Islamabad en état de siège

Pakistan Les opposants se sont donné rendez-vous dans la capitale

NAWAZ SHARIF, leader de l’opposition, a été assigné à résidence. Le régime craint des débordements violents.

ISLAMABAD

DE NOTRE CORRESPONDANTE

C’est le « jour J » pour le gouvernement pakistanais : ce lundi, des centaines de milliers d’opposants conduits par les avocats et les partis politiques arrivent à Islamabad, la capitale. Cette « longue marche », lancée jeudi, est déjà fortement réprimée par la police et Nawaz Sharif, leader de l’opposition, a été assigné à résidence. La crise politique pourrait de nouveau conduire le pays au chaos.

 

« Ce 16 mars sera un test pour le gouvernement quand une marée humaine envahira Islamabad », assène Aitzaz Ahsan, figure de proue des avocats. « Tout le pays est devenu un État policier ! Ils bloquent les routes, ils utilisent tous les moyens au mépris de la loi. Nous poursuivrons notre marche. Le temps est venu de descendre dans les rues », a renchéri Nawaz Sharif, dirigeant de la Ligue musulmane pakistanaise (PML-N), le principal parti d’opposition. Dimanche, il a défié l’assignation à résidence pour trois jours qui le frappait afin de rejoindre ses partisans, déterminés à rallier Islamabad. Il est sorti de sa maison de Lahore, à bord d’un 4 × 4, escorté par une garde rapprochée et un cortège de plusieurs milliers de personnes.

« L’heure est venue de marcher main dans la main. Ils ne peuvent nous arrêter », a-t-il ajouté. Mais les autorités veulent absolument empêcher ce déferlement : la capitale a été transformée en camp retranché, ses différents accès et l’avenue menant à la présidence ont été barrés par des conteneurs de marchandises.

Pourtant le ton est donné : rien n’arrêtera les opposants. Un an après sa formation, le gouvernement dirigé par le Pakistan People Party (PPP), l’ancien parti de Benazir Bhutto, est de plus en plus contesté. Le président Asif Ali Zardari, veuf de Bhutto, est pour beaucoup « pire que Musharraf », l’ex-général président, et il exerce une véritable « dictature civile ». Il lui sera donc très difficile de résister à cette mobilisation massive, qu’elle réussisse ou qu’elle soit réprimée.

« Dans les deux cas, le PPP est perdu », explique Amir Wasim, du quotidien pakistanais Dawn. « Si la police les empêche d’entrer, cela va faire du PPP de Zardari un parti répressif et dictatorial. Et à l’inverse, si ces centaines de milliers d’opposants peuvent entrer et faire leur sit-in devant le Parlement pour une durée indéterminée comme cela est prévu, ils n’ont pas fini d’empoisonner le gouvernement. Bref, chacun se demande comment le PPP pourra sortir de la crise ! »

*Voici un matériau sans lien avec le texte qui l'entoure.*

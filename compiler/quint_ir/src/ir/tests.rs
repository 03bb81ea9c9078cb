use pretty_assertions::assert_eq;

use super::*;
use crate::QuintId;

fn id(raw: u64) -> QuintId {
    QuintId::new(raw)
}

#[test]
fn unknown_qualifier_defaults_to_def() {
    assert_eq!(Qualifier::from_keyword("val"), Qualifier::Val);
    assert_eq!(Qualifier::from_keyword("pure def"), Qualifier::PureDef);
    assert_eq!(Qualifier::from_keyword("nondet"), Qualifier::Nondet);
    assert_eq!(Qualifier::from_keyword("bogus"), Qualifier::Def);
    assert_eq!(Qualifier::from_keyword(""), Qualifier::Def);
}

#[test]
fn qualifier_keywords_round_trip() {
    let all = [
        Qualifier::Val,
        Qualifier::Def,
        Qualifier::PureVal,
        Qualifier::PureDef,
        Qualifier::Action,
        Qualifier::Run,
        Qualifier::Temporal,
        Qualifier::Nondet,
    ];
    for q in all {
        assert_eq!(Qualifier::from_keyword(q.as_str()), q);
    }
}

#[test]
fn type_names_classify_by_case() {
    assert_eq!(Type::from_name(id(1), "a").kind, TypeKind::Var("a".into()));
    assert_eq!(
        Type::from_name(id(2), "Proc").kind,
        TypeKind::Const("Proc".into())
    );
    assert_eq!(
        Type::from_name(id(3), "_t").kind,
        TypeKind::Const("_t".into())
    );
}

#[test]
fn opdef_params_come_from_the_lambda() {
    let body = Expr::name(id(3), "x");
    let lambda = Expr::lambda(
        id(2),
        vec![LambdaParameter::new(id(4), "x")],
        Qualifier::Def,
        body.clone(),
    );
    let def = OpDef {
        id: id(1),
        name: "f".into(),
        qualifier: Qualifier::Def,
        type_annotation: None,
        expr: lambda,
        doc: None,
    };
    assert_eq!(def.params().len(), 1);
    assert_eq!(def.params()[0].name, "x");
    assert_eq!(def.body(), &body);

    let value = OpDef {
        expr: Expr::int(id(5), 3),
        ..def
    };
    assert!(value.params().is_empty());
}

#[test]
fn with_doc_rebuilds_documented_declarations_only() {
    let var = Declaration::Var(VarDecl {
        id: id(1),
        name: "x".into(),
        ty: Type::new(id(2), TypeKind::Int),
        doc: None,
    });
    let documented = var.with_doc(Some("counter".into()));
    assert_eq!(documented.doc(), Some("counter"));
    assert_eq!(documented.id(), id(1));

    let import = Declaration::Import(ImportDecl {
        id: id(3),
        proto_name: "M".into(),
        def_name: Some("*".into()),
        qualified_name: None,
        from_source: None,
    });
    assert_eq!(import.clone().with_doc(Some("ignored".into())), import);
}

#[test]
fn rows() {
    let row = Row::closed(vec![RowField::new("a", Type::new(id(1), TypeKind::Int))]);
    assert!(!row.is_open());
    assert!(row.field("a").is_some());
    assert!(row.field("b").is_none());
    assert!(Row::var("r").is_open());
    assert_eq!(Row::empty(), Row::closed(Vec::new()));
}

#[test]
fn expressions_render_as_applications() {
    let sum = Expr::app(
        id(3),
        "iadd",
        vec![Expr::name(id(1), "x"), Expr::int(id(2), 1)],
    );
    let lambda = Expr::lambda(
        id(5),
        vec![LambdaParameter::new(id(4), "x")],
        Qualifier::Def,
        sum,
    );
    assert_eq!(lambda.to_string(), "(x) => iadd(x, 1)");

    let binding = OpDef {
        id: id(7),
        name: "y".into(),
        qualifier: Qualifier::Val,
        type_annotation: None,
        expr: Expr::str(id(6), "a"),
        doc: None,
    };
    let scoped = Expr::let_in(id(9), binding, Expr::bool(id(8), true));
    assert_eq!(scoped.to_string(), "{ val y = \"a\"; true }");
}

#[test]
fn types_render_in_surface_syntax() {
    let int = || Type::new(id(1), TypeKind::Int);
    let oper = Type::new(
        id(2),
        TypeKind::Oper {
            args: vec![int(), Type::new(id(3), TypeKind::Var("a".into()))],
            res: Box::new(Type::new(id(4), TypeKind::Bool)),
        },
    );
    assert_eq!(oper.to_string(), "(int, a) => bool");

    let record = Type::new(
        id(5),
        TypeKind::Record(Row {
            fields: vec![RowField::new("f", int())],
            tail: RowTail::Var("r".into()),
        }),
    );
    assert_eq!(record.to_string(), "{ f: int | r }");

    let sum = Type::new(
        id(6),
        TypeKind::Sum(Row::closed(vec![
            RowField::new("A", int()),
            RowField::new("B", Type::unit(id(7))),
        ])),
    );
    assert_eq!(sum.to_string(), "A(int) | B({})");

    let tuple = Type::new(
        id(8),
        TypeKind::Tuple(Row::closed(vec![
            RowField::new("0", int()),
            RowField::new("1", Type::new(id(9), TypeKind::Str)),
        ])),
    );
    assert_eq!(tuple.to_string(), "(int, str)");
}

#[cfg(feature = "serde")]
#[test]
#[expect(clippy::unwrap_used, reason = "Tests use unwrap for brevity")]
fn modules_survive_a_serde_round_trip() {
    use crate::{Loc, Position, Registry};

    let mut registry = Registry::new();
    let loc = Loc::new("m.qnt", Position::new(0, 0, 0), Position::new(0, 9, 9));
    let param = LambdaParameter::new(registry.next(&loc), "x");
    let body = Expr::app(
        registry.next(&loc),
        "iadd",
        vec![Expr::name(registry.next(&loc), "x"), Expr::int(registry.next(&loc), 1)],
    );
    let row = Row {
        fields: vec![RowField::new("n", Type::new(registry.next(&loc), TypeKind::Int))],
        tail: RowTail::Var("r".into()),
    };
    let module = Module {
        id: registry.next(&loc),
        name: "M".into(),
        declarations: vec![
            Declaration::Def(OpDef {
                id: registry.next(&loc),
                name: "inc".into(),
                qualifier: Qualifier::PureDef,
                type_annotation: None,
                expr: Expr::lambda(registry.next(&loc), vec![param], Qualifier::PureDef, body),
                doc: Some("Adds one.".into()),
            }),
            Declaration::TypeDef(TypeDef {
                id: registry.next(&loc),
                name: "R".into(),
                ty: Some(Type::new(registry.next(&loc), TypeKind::Record(row))),
                doc: None,
            }),
        ],
        doc: None,
    };
    let source_map = registry.into_source_map();

    let bytes = bincode::serialize(&(&module, &source_map)).unwrap();
    let (decoded, decoded_map): (Module, crate::SourceMap) =
        bincode::deserialize(&bytes).unwrap();
    assert_eq!(decoded, module);
    assert_eq!(decoded_map, source_map);
}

Pour les Pakistanais, y compris les partisans du PPP, Zardari n’a tenu aucune de ses promesses électorales. En mars dernier, il avait signé avec Nawaz Sharif la « déclaration de Murree » où il s’engageait à former un gouvernement de coalition avec la PML-N et à restaurer le chef de la justice, Ifthikar Chaudry, limogé par Musharraf en 2007. Or, c’est de nouveau la guerre entre ces deux partis historiquement ennemis que sont le PPP et la PML-N, et le président de la Cour suprême n’a toujours pas été réinstallé dans ses fonctions. Il ne le sera sans doute pas tant Zardari – surnommé « Monsieur 10 % » en référence à son passé frauduleux qui lui a valu 11 ans derrière les barreaux – craint pour son avenir !

« Notre sit-in devant le Parlement durera jusqu’à ce que Chaudry soit restauré », jurent les avocats. Cette affaire judiciaire qui avait déclenché la crise il y a deux ans – donnant lieu à des élections démocratiques et à la démission de Musharraf – ressurgit et se politise car Nawaz Sharif est exclu de la vie politique depuis que la Cour suprême l’a déclaré inéligible le 25 février. De surcroît, son frère Shahbaz a été destitué de son poste de Premier ministre du Pendjab – une décision que beaucoup d’analystes attribuent davantage à Zardari qu’à la Justice et qui témoigne d’une ambition de monopoliser le pouvoir.

Mais à l’heure où le Pakistan est plongé dans une rébellion terroriste des plus inquiétantes, beaucoup craignent aussi que l’armée, pour éviter le chaos généralisé, reprenne le pouvoir comme elle l’a fait à chaque fois que les civils démocrates n’ont pu s’entendre.